Indonesia’s Bank Shadow Play Shapes
Poor-performing Indonesian stocks were further battered after authorities announced new limits on foreign bank ownership in the middle of a high-profile transaction following the recent introduction of mining curbs. Both moves solidified the lone rating agency refusal to grant sovereign investment grade status on “policy slippage.” and came as GDP growth projections were cut to the 6 percent range and the rupiah crashed the 9500 barrier on a combination of trade deficit and international portfolio exit. Singapore’s DBS had proposed the $7.5 billion takeover of Bank Danamon but according to the new rules its stake would typically be confined to 40 percent although a 99 percent ceiling can apply on demonstration of “economic development benefits.” The central bank claims the change will not affect existing shareholding but the scope for interpretation and regulatory delay may indefinitely suspend financial sector deals just as mineral ones ground to a halt on access and labor restrictions. To bolster the currency officials mobilized special dollar facilities as $110 billion in reserves cover less than two months’ imports. The move will again put the balance sheet at risk after previous large bond buying operations which gave commercial players pause. Commodity price easing has hurt exports but helped inflation as the benchmark interest rate stayed just under 6 percent with oil subsidy policy intact. President Yudhoyono is entering the twilight of his second term with corruption marks still abysmal at 100th on Transparency International’s “clean” ranking and jockeying for succession underway. Lawmakers have denied anti-graft commission funding and members have appealed directly to interested citizens for cash to obtain new premises. The President has also raised eyebrows within Asean for a go-slow approach on integration as the 2015 free-trade zone deadline nears. He has characterized the effort as comparable to the EU where rich-poor divides argue against “imitating the structure.”

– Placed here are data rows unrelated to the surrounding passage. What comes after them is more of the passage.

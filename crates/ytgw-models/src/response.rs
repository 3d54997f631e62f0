//! JSON bodies produced by the gateway itself.
//!
//! Successful `/info` responses are the extractor's document verbatim and
//! have no type here.

use serde::{Deserialize, Serialize};

/// `{ "message": ... }` body served at the root route.
#[derive(Debug, Clone, PartialEq, Eq, Serialize, Deserialize)]
pub struct MessageBody {
    pub message: String,
}

impl MessageBody {
    pub fn new(message: impl Into<String>) -> Self {
        Self {
            message: message.into(),
        }
    }
}

/// Error body shared by every failing route.
///
/// `details`, `url` and `formatId` are only present on extractor failures.
#[derive(Debug, Clone, Default, PartialEq, Eq, Serialize, Deserialize)]
pub struct ErrorBody {
    pub error: String,
    #[serde(skip_serializing_if = "Option::is_none", default)]
    pub details: Option<String>,
    #[serde(skip_serializing_if = "Option::is_none", default)]
    pub url: Option<String>,
    #[serde(
        rename = "formatId",
        skip_serializing_if = "Option::is_none",
        default
    )]
    pub format_id: Option<String>,
}

impl ErrorBody {
    pub fn new(error: impl Into<String>) -> Self {
        Self {
            error: error.into(),
            ..Default::default()
        }
    }

    pub fn with_details(mut self, details: impl Into<String>) -> Self {
        self.details = Some(details.into());
        self
    }

    pub fn with_url(mut self, url: impl Into<String>) -> Self {
        self.url = Some(url.into());
        self
    }

    pub fn with_format_id(mut self, format_id: Option<String>) -> Self {
        self.format_id = format_id;
        self
    }
}
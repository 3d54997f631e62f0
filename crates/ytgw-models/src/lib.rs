//! Shared request and response models for the ytgw gateway.
//!
//! This crate provides Serde types for:
//! - Query parameters accepted by `/info` and `/download`
//! - JSON bodies returned by the gateway itself
//! - The canonical YouTube watch URL template

pub mod query;
pub mod response;
pub mod youtube;

pub use query::{DownloadQuery, VideoQuery, DEFAULT_FORMAT_SELECTOR};
pub use response::{ErrorBody, MessageBody};
pub use youtube::{watch_url, WATCH_URL_PREFIX};
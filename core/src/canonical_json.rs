//! Canonical JSON compaction used for audit `detail_json` (spec §4.4 step 2,
//! §9). Rules: UTF-8, no BOM, object keys sorted lexicographically, no
//! insignificant whitespace, numeric text preserved exactly as parsed (no
//! re-rounding of floats) — this requires serde_json's `arbitrary_precision`
//! feature, since plain `f64` round-tripping can change the last digits of a
//! literal.

use crate::error::CoreResult;
use serde::Serialize;
use serde_json::Value;
use std::collections::BTreeMap;

/// Re-serializes `value` with sorted keys and no extraneous whitespace.
pub fn to_canonical_bytes<T: Serialize>(value: &T) -> CoreResult<Vec<u8>> {
    let v = serde_json::to_value(value)?;
    let normalized = sort_keys(v);
    Ok(serde_json::to_string(&normalized)?.into_bytes())
}

/// Compact form used by the audit log: `{}` for an absent/empty detail,
/// otherwise the canonical-sorted, whitespace-free rendering.
pub fn compact_detail(detail: Option<&Value>) -> CoreResult<String> {
    match detail {
        None => Ok("{}".to_string()),
        Some(Value::Null) => Ok("{}".to_string()),
        Some(Value::Object(m)) if m.is_empty() => Ok("{}".to_string()),
        Some(v) => Ok(String::from_utf8(to_canonical_bytes(v)?).expect("json is valid utf-8")),
    }
}

fn sort_keys(v: Value) -> Value {
    match v {
        Value::Object(map) => {
            let mut ordered: BTreeMap<String, Value> = BTreeMap::new();
            for (k, vv) in map {
                ordered.insert(k, sort_keys(vv));
            }
            let mut out = serde_json::Map::new();
            for (k, vv) in ordered {
                out.insert(k, vv);
            }
            Value::Object(out)
        }
        Value::Array(arr) => Value::Array(arr.into_iter().map(sort_keys).collect()),
        other => other,
    }
}

#[cfg(test)]
mod tests {
    use super::*;

    #[test]
    fn key_order_does_not_affect_canonical_bytes() {
        let a = serde_json::json!({"b": 1, "a": {"y": 2, "x": 3}});
        let b = serde_json::json!({"a": {"x": 3, "y": 2}, "b": 1});
        assert_eq!(to_canonical_bytes(&a).unwrap(), to_canonical_bytes(&b).unwrap());
    }

    #[test]
    fn compact_detail_empty_becomes_empty_object() {
        assert_eq!(compact_detail(None).unwrap(), "{}");
        assert_eq!(compact_detail(Some(&serde_json::json!({}))).unwrap(), "{}");
    }

    #[test]
    fn compact_detail_preserves_numeric_text() {
        let v: Value = serde_json::from_str(r#"{"amount": 1.500000}"#).unwrap();
        let out = compact_detail(Some(&v)).unwrap();
        assert_eq!(out, r#"{"amount":1.500000}"#);
    }
}
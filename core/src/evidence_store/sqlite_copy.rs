//! Safe, non-mutating copy of a live SQLite database plus its `-wal`/`-shm`
//! sidecars (spec §4.3, §4.5.1, §5). Temp directories are scoped to the
//! returned value's lifetime via `tempfile::TempDir` and are removed on
//! every exit path, including early return or panic unwind.

use crate::error::CoreResult;
use std::fs;
use std::path::{Path, PathBuf};
use tempfile::TempDir;

pub struct CopiedSqlite {
    _dir: TempDir,
    pub base_path: PathBuf,
    pub sidecar_paths: Vec<PathBuf>,
}

impl CopiedSqlite {
    pub fn all_paths(&self) -> Vec<&Path> {
        let mut out = vec![self.base_path.as_path()];
        out.extend(self.sidecar_paths.iter().map(|p| p.as_path()));
        out
    }
}

/// Copies `base_db_path` and any existing `-wal`/`-shm` sidecars into a
/// fresh scoped temp directory, preserving original file names. Never
/// opens or alters the source files other than a read for the copy.
pub fn safe_copy_sqlite(base_db_path: &Path) -> CoreResult<CopiedSqlite> {
    let dir = TempDir::new()?;
    let file_name = base_db_path
        .file_name()
        .ok_or_else(|| crate::error::CoreError::InputInvalid("sqlite path has no file name".to_string()))?;

    let dest_base = dir.path().join(file_name);
    fs::copy(base_db_path, &dest_base)?;

    let mut sidecar_paths = Vec::new();
    for suffix in ["-wal", "-shm"] {
        let src = append_suffix(base_db_path, suffix);
        if src.exists() {
            let dest = append_suffix(&dest_base, suffix);
            fs::copy(&src, &dest)?;
            sidecar_paths.push(dest);
        }
    }

    Ok(CopiedSqlite {
        _dir: dir,
        base_path: dest_base,
        sidecar_paths,
    })
}

fn append_suffix(path: &Path, suffix: &str) -> PathBuf {
    let mut os = path.as_os_str().to_os_string();
    os.push(suffix);
    PathBuf::from(os)
}

#[cfg(test)]
mod tests {
    use super::*;
    use std::io::Write;

    #[test]
    fn copies_base_and_sidecars_without_touching_originals() {
        let dir = tempfile::tempdir().unwrap();
        let base = dir.path().join("history.sqlite");
        fs::write(&base, b"BASE").unwrap();
        let wal = append_suffix(&base, "-wal");
        fs::write(&wal, b"WAL").unwrap();

        let copied = safe_copy_sqlite(&base).unwrap();
        assert_eq!(fs::read(&copied.base_path).unwrap(), b"BASE");
        assert_eq!(copied.sidecar_paths.len(), 1);
        assert_eq!(fs::read(&copied.sidecar_paths[0]).unwrap(), b"WAL");

        // Originals untouched.
        assert_eq!(fs::read(&base).unwrap(), b"BASE");
        assert_eq!(fs::read(&wal).unwrap(), b"WAL");

        // Copy lives under a different directory.
        assert_ne!(copied.base_path.parent(), base.parent());
    }

    #[test]
    fn missing_sidecars_are_simply_absent() {
        let dir = tempfile::tempdir().unwrap();
        let base = dir.path().join("nowal.sqlite");
        let mut f = fs::File::create(&base).unwrap();
        f.write_all(b"X").unwrap();
        drop(f);
        let copied = safe_copy_sqlite(&base).unwrap();
        assert!(copied.sidecar_paths.is_empty());
    }
}
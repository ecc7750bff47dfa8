//! Per-platform evidence collectors (spec §4.5). Each collector is
//! polymorphic over {detect, enumerate, snapshot} for one host OS or
//! mobile platform; all share the contract that every emitted `Artifact`
//! is backed by an immutable on-disk snapshot hashing to `sha256`.

pub mod epoch;
pub mod extensions;
pub mod history;
pub mod ios_backup;
pub mod macos;
pub mod mobile;
pub mod windows;

use crate::model::Artifact;

/// Outcome of one collector invocation: the artifacts it managed to
/// produce plus any non-fatal warnings (spec §4.7's "collect" step —
/// partial failure is non-fatal as long as something was produced).
#[derive(Debug, Default)]
pub struct CollectorOutcome {
    pub artifacts: Vec<Artifact>,
    pub warnings: Vec<String>,
}

impl CollectorOutcome {
    pub fn merge(&mut self, mut other: CollectorOutcome) {
        self.artifacts.append(&mut other.artifacts);
        self.warnings.append(&mut other.warnings);
    }

    pub fn from_result(result: crate::error::CoreResult<Vec<Artifact>>, context: &str) -> Self {
        match result {
            Ok(artifacts) => CollectorOutcome { artifacts, warnings: Vec::new() },
            Err(e) => {
                tracing::warn!(context, error = %e, "collector step failed");
                CollectorOutcome { artifacts: Vec::new(), warnings: vec![format!("{}: {}", context, e)] }
            }
        }
    }
}
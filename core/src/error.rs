use thiserror::Error;

/// The five error kinds the engine emits (spec §7).
#[derive(Debug, Error)]
pub enum CoreError {
    #[error("input invalid: {0}")]
    InputInvalid(String),

    #[error("precondition failed: {0}")]
    PreconditionFailed(String),

    #[error("partial collection: {0}")]
    PartialCollection(String),

    #[error("integrity violation: {0}")]
    IntegrityViolation(String),

    #[error("fatal: {0}")]
    Fatal(String),

    #[error("io error: {0}")]
    Io(#[from] std::io::Error),

    #[error("json error: {0}")]
    Json(#[from] serde_json::Error),

    #[error("yaml error: {0}")]
    Yaml(#[from] serde_yaml::Error),

    #[error("sqlite error: {0}")]
    Sqlite(#[from] rusqlite::Error),

    #[error("zip error: {0}")]
    Zip(String),
}

pub type CoreResult<T> = Result<T, CoreError>;
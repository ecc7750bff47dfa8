//! End-to-end matcher scenarios grounded in the documented examples:
//! a fresh host scan producing a wallet-install hit plus an exchange-visit
//! hit, and a hit-merge across two browser profiles visiting the same
//! exchange under different URLs.

use ctrace_core::matcher::{aggregate, match_exchange_domain, match_wallet_extension};
use ctrace_core::model::{Artifact, ArtifactType, HitType, Verdict};
use ctrace_core::rules::{ExchangeRule, WalletRule};

fn extension_artifact(device_id: &str, artifact_id: &str, extension_id: &str) -> Artifact {
    Artifact {
        artifact_id: artifact_id.to_string(),
        case_id: "case_1".to_string(),
        device_id: device_id.to_string(),
        artifact_type: ArtifactType::BrowserExtension,
        source_ref: "chrome_default".to_string(),
        snapshot_path: "snap.json".to_string(),
        sha256: "a".repeat(64),
        size_bytes: 10,
        collected_at: 1000,
        collector_name: "host".to_string(),
        collector_version: "1".to_string(),
        parser_version: "1".to_string(),
        acquisition_method: "file_copy".to_string(),
        payload_json: serde_json::json!({"extension_id": extension_id, "name": "MetaMask"}).to_string(),
        record_hash: "h".to_string(),
    }
}

fn history_artifact(device_id: &str, artifact_id: &str, entries: Vec<(&str, &str, &str, i64)>) -> Artifact {
    let entries_json: Vec<_> = entries
        .into_iter()
        .map(|(url, title, domain, visited_at)| serde_json::json!({"url": url, "title": title, "domain": domain, "visited_at": visited_at}))
        .collect();
    Artifact {
        artifact_id: artifact_id.to_string(),
        case_id: "case_1".to_string(),
        device_id: device_id.to_string(),
        artifact_type: ArtifactType::BrowserHistory,
        source_ref: "chrome_default".to_string(),
        snapshot_path: "snap.json".to_string(),
        sha256: "b".repeat(64),
        size_bytes: 10,
        collected_at: 1000,
        collector_name: "host".to_string(),
        collector_version: "1".to_string(),
        parser_version: "1".to_string(),
        acquisition_method: "file_copy".to_string(),
        payload_json: serde_json::json!({"entries": entries_json}).to_string(),
        record_hash: "h".to_string(),
    }
}

fn metamask_rule() -> WalletRule {
    WalletRule {
        rule_id: "metamask".to_string(),
        name: "MetaMask".to_string(),
        chrome_ids: vec!["nkbihfbeogaeaoehlefnkodbefgpgknn".to_string()],
        edge_ids: vec![],
        firefox_ids: vec![],
        app_keywords: vec![],
        file_keywords: vec![],
        aliases: vec![],
        android_package_ids: vec![],
        ios_bundle_ids: vec![],
        direct_match: Some(0.95),
        keyword_match: None,
    }
}

fn binance_rule() -> ExchangeRule {
    ExchangeRule {
        rule_id: "binance".to_string(),
        name: "Binance".to_string(),
        exact_domain: vec!["binance.com".to_string()],
        root_domain: vec!["binance.com".to_string()],
        urls_contains: vec![],
        exact_domain_confidence: Some(0.95),
        root_domain_confidence: Some(0.90),
        url_contains_confidence: None,
    }
}

#[test]
fn fresh_host_scan_yields_wallet_install_and_exchange_visit_hits() {
    let extension = extension_artifact("dev_1", "art_ext", "nkbihfbeogaeaoehlefnkodbefgpgknn");
    let history = history_artifact("dev_1", "art_hist", vec![("https://www.binance.com/en", "Binance", "www.binance.com", 1500)]);

    let wallet_hits = match_wallet_extension(&[extension], &[metamask_rule()], Some("bundle_1"), "1");
    assert_eq!(wallet_hits.len(), 1);
    assert_eq!(wallet_hits[0].hit_type, HitType::WalletInstalled);
    assert!(wallet_hits[0].confidence >= 0.90);
    assert_eq!(wallet_hits[0].verdict, Verdict::Confirmed);

    let exchange_hits = match_exchange_domain(&[history], &[binance_rule()], Some("bundle_2"), "1");
    assert_eq!(exchange_hits.len(), 1);
    assert_eq!(exchange_hits[0].hit_type, HitType::ExchangeVisited);
    assert_eq!(exchange_hits[0].matched_value, "binance.com");
}

#[test]
fn two_profiles_visiting_the_same_exchange_merge_into_one_hit() {
    let profile_a = history_artifact("dev_1", "art_profile_a", vec![("https://www.binance.com/", "Binance", "www.binance.com", 2000)]);
    let profile_b = history_artifact("dev_1", "art_profile_b", vec![("https://binance.com/spot", "Binance Spot", "binance.com", 1000)]);

    let raw_hits = match_exchange_domain(&[profile_a, profile_b], &[binance_rule()], Some("bundle_2"), "1");
    let hits = aggregate(raw_hits);

    let exchange_hits: Vec<_> = hits.iter().filter(|h| h.hit_type == HitType::ExchangeVisited).collect();
    assert_eq!(exchange_hits.len(), 1, "visits to the same exchange must merge into a single hit");

    let hit = exchange_hits[0];
    assert_eq!(hit.matched_value, "binance.com");
    assert_eq!(hit.first_seen_at, 1000, "first_seen_at must track the earlier of the two visits");
    assert_eq!(hit.last_seen_at, 2000);

    let mut artifact_ids = hit.artifact_ids.clone();
    artifact_ids.sort();
    assert_eq!(artifact_ids, vec!["art_profile_a".to_string(), "art_profile_b".to_string()]);
}
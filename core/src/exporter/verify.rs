//! Archive and artifact re-verification (spec §4.8.2, §4.8.3).

use crate::audit_verify::{verify_chain, ChainVerifyResult};
use crate::catalog::Catalog;
use crate::error::{CoreError, CoreResult};
use crate::hasher::hash_bytes;
use crate::model::AuditLogRecord;
use serde::{Deserialize, Serialize};
use std::fs::File;
use std::io::Read;
use std::path::Path;

#[derive(Debug, Clone, Copy, PartialEq, Eq, Serialize, Deserialize)]
#[serde(rename_all = "lowercase")]
pub enum ArchiveFileStatus {
    Ok,
    Missing,
    Mismatch,
    Error,
}

#[derive(Debug, Clone, Serialize, Deserialize)]
pub struct ArchiveVerifyResult {
    pub files_total: usize,
    pub failed: usize,
    pub file_statuses: Vec<(String, ArchiveFileStatus)>,
    pub audit_chain: Option<ChainVerifyResult>,
    pub ok: bool,
}

fn parse_hashes_sha256(text: &str) -> Vec<(String, String)> {
    text.lines()
        .filter(|l| !l.trim().is_empty() && !l.trim_start().starts_with('#'))
        .filter_map(|l| {
            let l = l.trim_end_matches(['\r', '\n']);
            let hash_len = 64;
            if l.len() <= hash_len + 2 {
                return None;
            }
            let (hash, rest) = l.split_at(hash_len);
            let path = rest.trim_start_matches(' ');
            Some((hash.to_lowercase(), path.to_string()))
        })
        .collect()
}

/// Parses `hashes.sha256`, re-hashes every listed archive member, and
/// cross-checks the audit chain embedded in `manifest.json` if present.
pub fn verify_archive(archive_path: &Path) -> CoreResult<ArchiveVerifyResult> {
    let file = File::open(archive_path)?;
    let mut archive = zip::ZipArchive::new(file).map_err(|e| CoreError::Zip(e.to_string()))?;

    let hashes_text = read_member_text(&mut archive, "hashes.sha256")?;
    let entries = parse_hashes_sha256(&hashes_text);

    let mut file_statuses = Vec::new();
    let mut failed = 0usize;

    for (expected_hash, rel_path) in &entries {
        let status = match archive.by_name(rel_path) {
            Ok(mut zip_file) => {
                let mut buf = Vec::new();
                match zip_file.read_to_end(&mut buf) {
                    Ok(_) => {
                        let actual = hash_bytes(&buf);
                        if actual.eq_ignore_ascii_case(expected_hash) {
                            ArchiveFileStatus::Ok
                        } else {
                            ArchiveFileStatus::Mismatch
                        }
                    }
                    Err(_) => ArchiveFileStatus::Error,
                }
            }
            Err(zip::result::ZipError::FileNotFound) => ArchiveFileStatus::Missing,
            Err(_) => ArchiveFileStatus::Error,
        };
        if status != ArchiveFileStatus::Ok {
            failed += 1;
        }
        file_statuses.push((rel_path.clone(), status));
    }

    let audit_chain = match read_member_text(&mut archive, "manifest.json") {
        Ok(manifest_text) => {
            let manifest: serde_json::Value = serde_json::from_str(&manifest_text)?;
            manifest.get("audits").and_then(|v| v.as_array()).map(|arr| {
                let records: Vec<AuditLogRecord> = arr
                    .iter()
                    .filter_map(|v| serde_json::from_value(v.clone()).ok())
                    .collect();
                verify_chain(&records)
            })
        }
        Err(_) => None,
    };

    let audit_ok = audit_chain.as_ref().map(|r| r.ok).unwrap_or(true);
    Ok(ArchiveVerifyResult {
        files_total: entries.len(),
        failed,
        ok: failed == 0 && audit_ok,
        file_statuses,
        audit_chain,
    })
}

fn read_member_text(archive: &mut zip::ZipArchive<File>, name: &str) -> CoreResult<String> {
    let mut member = archive.by_name(name).map_err(|e| CoreError::Zip(e.to_string()))?;
    let mut text = String::new();
    member.read_to_string(&mut text)?;
    Ok(text)
}

#[derive(Debug, Clone, Serialize, Deserialize)]
pub struct ArtifactVerifyResult {
    pub artifact_id: String,
    pub status: ArchiveFileStatus,
    pub expected_sha256: String,
    pub actual_sha256: Option<String>,
}

/// Recomputes `hash_file` for every artifact in a case (or a single
/// artifact id) and compares to the catalog's stored digest and size.
pub fn verify_artifacts(catalog: &Catalog, case_id: &str, only_artifact_id: Option<&str>) -> CoreResult<Vec<ArtifactVerifyResult>> {
    let artifacts = catalog.list_artifacts(case_id)?;
    let mut out = Vec::new();
    for artifact in artifacts {
        if let Some(only) = only_artifact_id {
            if artifact.artifact_id != only {
                continue;
            }
        }
        let path = Path::new(&artifact.snapshot_path);
        let result = if !path.exists() {
            ArtifactVerifyResult {
                artifact_id: artifact.artifact_id.clone(),
                status: ArchiveFileStatus::Missing,
                expected_sha256: artifact.sha256.clone(),
                actual_sha256: None,
            }
        } else {
            match crate::hasher::hash_file(path) {
                Ok((actual, size)) => {
                    let status = if actual.eq_ignore_ascii_case(&artifact.sha256) && size == artifact.size_bytes {
                        ArchiveFileStatus::Ok
                    } else {
                        ArchiveFileStatus::Mismatch
                    };
                    ArtifactVerifyResult {
                        artifact_id: artifact.artifact_id.clone(),
                        status,
                        expected_sha256: artifact.sha256.clone(),
                        actual_sha256: Some(actual),
                    }
                }
                Err(_) => ArtifactVerifyResult {
                    artifact_id: artifact.artifact_id.clone(),
                    status: ArchiveFileStatus::Error,
                    expected_sha256: artifact.sha256.clone(),
                    actual_sha256: None,
                },
            }
        };
        out.push(result);
    }
    Ok(out)
}

#[cfg(test)]
mod tests {
    use super::*;

    #[test]
    fn parses_sha256sum_format_skipping_comments_and_blanks() {
        let text = "# comment\n\nabc123  path/to/file\n";
        let hash_64 = "a".repeat(64);
        let text = format!("{}{}  another/file\n", text, hash_64);
        let entries = parse_hashes_sha256(&text);
        assert_eq!(entries.len(), 1);
        assert_eq!(entries[0].1, "another/file");
    }
}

Elsewhere in East Asia Korea was again excluded from developed market graduation on continued short-selling and derivative constraints as a $2 billion oil refiner listing was scuttled on lackluster conditions and controversy surrounding the unit’s receipt of Iranian shipments in defiance of global sanctions. The government subsequently announced a total boycott in response to investor and diplomatic outcry and the offering’s withdrawal reflects a common regional pattern which has cramped Hong Kong in particular as Malaysia takes the surprise lead. GDP growth has dipped to 3 percent and a $7 billion public works stimulus was tabled both to deflect slowdown and ruling party criticism over a wiretapping scandal. The new president must also contend with savings bank failures which have resulted in executive suicides and the prospect of additional belligerence from the North. After a rocket lunch as the latest Kim took over severe drought arrived as peaceful unification hopes consistently turn arid.